In a candid interview with Rolling Stone, the Maryland Democrat, tells Rolling Stone shared how his leadership has undermined years of progress in science, medicine, and public health. For Alsobrooks, the red flags about Kennedy were somewhat immediate.
“I was there to interview and meet with a number of the nominees,” she said. “I said to him, given that he was unqualified, with no background whatsoever in research, science, or medicine, ‘Do you intend to substitute your judgement for the judgement of scientists and doctors who have worked in these areas for decades?’ And he said, without hesitating, ‘I will replace bad scientists with good scientists.’ And I knew then that we were really in a lot of trouble.”
And that was how it all began. Since then, Kennedy has sparked outrage for spreading misinformation at the highest levels of government—most notably, claims that Black Americans may need different vaccines. During Kennedy’s heated confirmation hearing it was Alsobrooks who brought his questionable stance on race vs. science to the fore. "We should not be giving Black people the same vaccine schedule that's given to whites because their immune system is better than ours," he said at one point, to which Alsobrook pointed out.
Kennedy’s interpretation of the data was harmful and incorrect: NPR later reported that he’d misrepresented a scientific study to make that argument, which the study’s author immediately refuted.
A few months later, in May of 2025, Alsobrooks was the first to file a no-confidence resolution: “RFK is making this country sicker, and we are sick of it,” the statement began. At the time, only a few of her colleagues signed it. Now, as Rolling Stone shares, 28 have cosigned what’s now hailed as the “Sick of It” campaign, with the aim of having Kennedy removed from his role.

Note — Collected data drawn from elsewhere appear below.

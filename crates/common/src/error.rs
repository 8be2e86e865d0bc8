//! Error types for the Juju client surface

use thiserror::Error;

/// Result type alias using the Juju client Error
pub type Result<T> = std::result::Result<T, Error>;

/// Errors returned by Juju client operations
#[derive(Error, Debug)]
pub enum Error {
    #[error("IO error: {0}")]
    Io(#[from] std::io::Error),

    #[error("Serialization error: {0}")]
    Serialization(#[from] serde_json::Error),

    #[error("{kind} \"{id}\" not found")]
    NotFound { kind: String, id: String },

    #[error("{kind} \"{id}\" already exists")]
    AlreadyExists { kind: String, id: String },

    #[error("Invalid input: {0}")]
    InvalidInput(String),

    #[error("Unauthorized: {0}")]
    Unauthorized(String),

    #[error("Not supported: {0}")]
    NotSupported(String),

    #[error("Connection error: {0}")]
    Connection(String),

    #[error("Internal error: {0}")]
    Internal(String),
}

impl Error {
    pub fn not_found(kind: impl Into<String>, id: impl Into<String>) -> Self {
        Error::NotFound {
            kind: kind.into(),
            id: id.into(),
        }
    }

    pub fn already_exists(kind: impl Into<String>, id: impl Into<String>) -> Self {
        Error::AlreadyExists {
            kind: kind.into(),
            id: id.into(),
        }
    }

    /// Whether the backing object is gone. Reads translate this into removal
    /// from state rather than an error.
    pub fn is_not_found(&self) -> bool {
        matches!(self, Error::NotFound { .. })
    }
}

impl From<crate::constraints::ConstraintsError> for Error {
    fn from(e: crate::constraints::ConstraintsError) -> Self {
        Error::InvalidInput(e.to_string())
    }
}

#[cfg(test)]
mod tests {
    use super::*;

    #[test]
    fn test_not_found_classification() {
        assert!(Error::not_found("model", "abc").is_not_found());
        assert!(!Error::already_exists("model", "abc").is_not_found());
        assert!(!Error::Internal("boom".into()).is_not_found());
    }

    #[test]
    fn test_display_names_kind_and_id() {
        let e = Error::not_found("application", "postgresql");
        assert_eq!(e.to_string(), "application \"postgresql\" not found");
    }
}
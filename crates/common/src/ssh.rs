//! Authorized SSH key parsing

use base64::Engine;
use sha2::{Digest, Sha256};

use crate::error::{Error, Result};

const KEY_TYPE_PREFIXES: &[&str] = &["ssh-", "ecdsa-", "sk-"];

/// A parsed `authorized_keys` line
#[derive(Debug, Clone, PartialEq, Eq)]
pub struct AuthorizedKey {
    pub key_type: String,
    pub blob: Vec<u8>,
    pub comment: String,
}

impl AuthorizedKey {
    pub fn parse(payload: &str) -> Result<Self> {
        let mut fields = payload.split_whitespace();
        let key_type = fields
            .next()
            .ok_or_else(|| Error::InvalidInput("empty SSH key".to_string()))?;
        if !KEY_TYPE_PREFIXES.iter().any(|p| key_type.starts_with(p)) {
            return Err(Error::InvalidInput(format!("unsupported SSH key type {key_type:?}")));
        }
        let encoded = fields
            .next()
            .ok_or_else(|| Error::InvalidInput("SSH key is missing its key data".to_string()))?;
        let blob = base64::engine::general_purpose::STANDARD
            .decode(encoded)
            .map_err(|e| Error::InvalidInput(format!("SSH key data is not valid base64: {e}")))?;
        let comment = fields.collect::<Vec<_>>().join(" ");

        Ok(Self {
            key_type: key_type.to_string(),
            blob,
            comment,
        })
    }

    /// Hex encoded SHA-256 of the key blob. Contains no `:`, so it can be
    /// embedded in composite IDs.
    pub fn fingerprint(&self) -> String {
        hex::encode(Sha256::digest(&self.blob))
    }
}

/// Fingerprint of an `authorized_keys` line.
pub fn fingerprint(payload: &str) -> Result<String> {
    Ok(AuthorizedKey::parse(payload)?.fingerprint())
}

#[cfg(test)]
mod tests {
    use super::*;

    const KEY: &str = "ssh-ed25519 AAAAC3NzaC1lZDI1NTE5AAAAIGr8dPLa7nH0KmGgBNnX1cKx8bGgqH6k2H3e3fJ5CbQK alice@laptop";

    #[test]
    fn test_parse_authorized_key() {
        let key = AuthorizedKey::parse(KEY).unwrap();
        assert_eq!(key.key_type, "ssh-ed25519");
        assert_eq!(key.comment, "alice@laptop");
        assert!(!key.blob.is_empty());
    }

    #[test]
    fn test_fingerprint_is_stable_and_colon_free() {
        let a = fingerprint(KEY).unwrap();
        let b = fingerprint(&format!("  {KEY}  ")).unwrap();
        assert_eq!(a, b);
        assert_eq!(a.len(), 64);
        assert!(!a.contains(':'));
    }

    #[test]
    fn test_rejects_bad_keys() {
        assert!(AuthorizedKey::parse("").is_err());
        assert!(AuthorizedKey::parse("rsa AAAA").is_err());
        assert!(AuthorizedKey::parse("ssh-rsa").is_err());
        assert!(AuthorizedKey::parse("ssh-rsa not*base64").is_err());
    }
}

“When I originally filed the resolution of disapproval, there was very little support for it. In fact, only four others signed on. It came about as I was watching all the mayhem and chaos happening inside these agencies. People inside NIH told me they were rationing gloves. The supplies were so scarce they had to break paper towels in half and were rationing bleach. The mass firings now total about 20,000 from the health agencies, and those are just the numbers we have,” she said to the outlet.
Alsobrooks says Kennedy’s rhetoric isn’t just misleading—it’s dangerous. “Parents need to understand they can’t trust anything that comes out of his agency,” she said.
Amid a resurging measles outbreak in South Carolina, Alsobrooks argues that America has already “crossed the line” when it comes to public health harm. And she’s making it clear this goes far beyond just politics.
“This isn’t partisan,” she insists. “There’s nothing political about the health of our country. Lives are at stake.”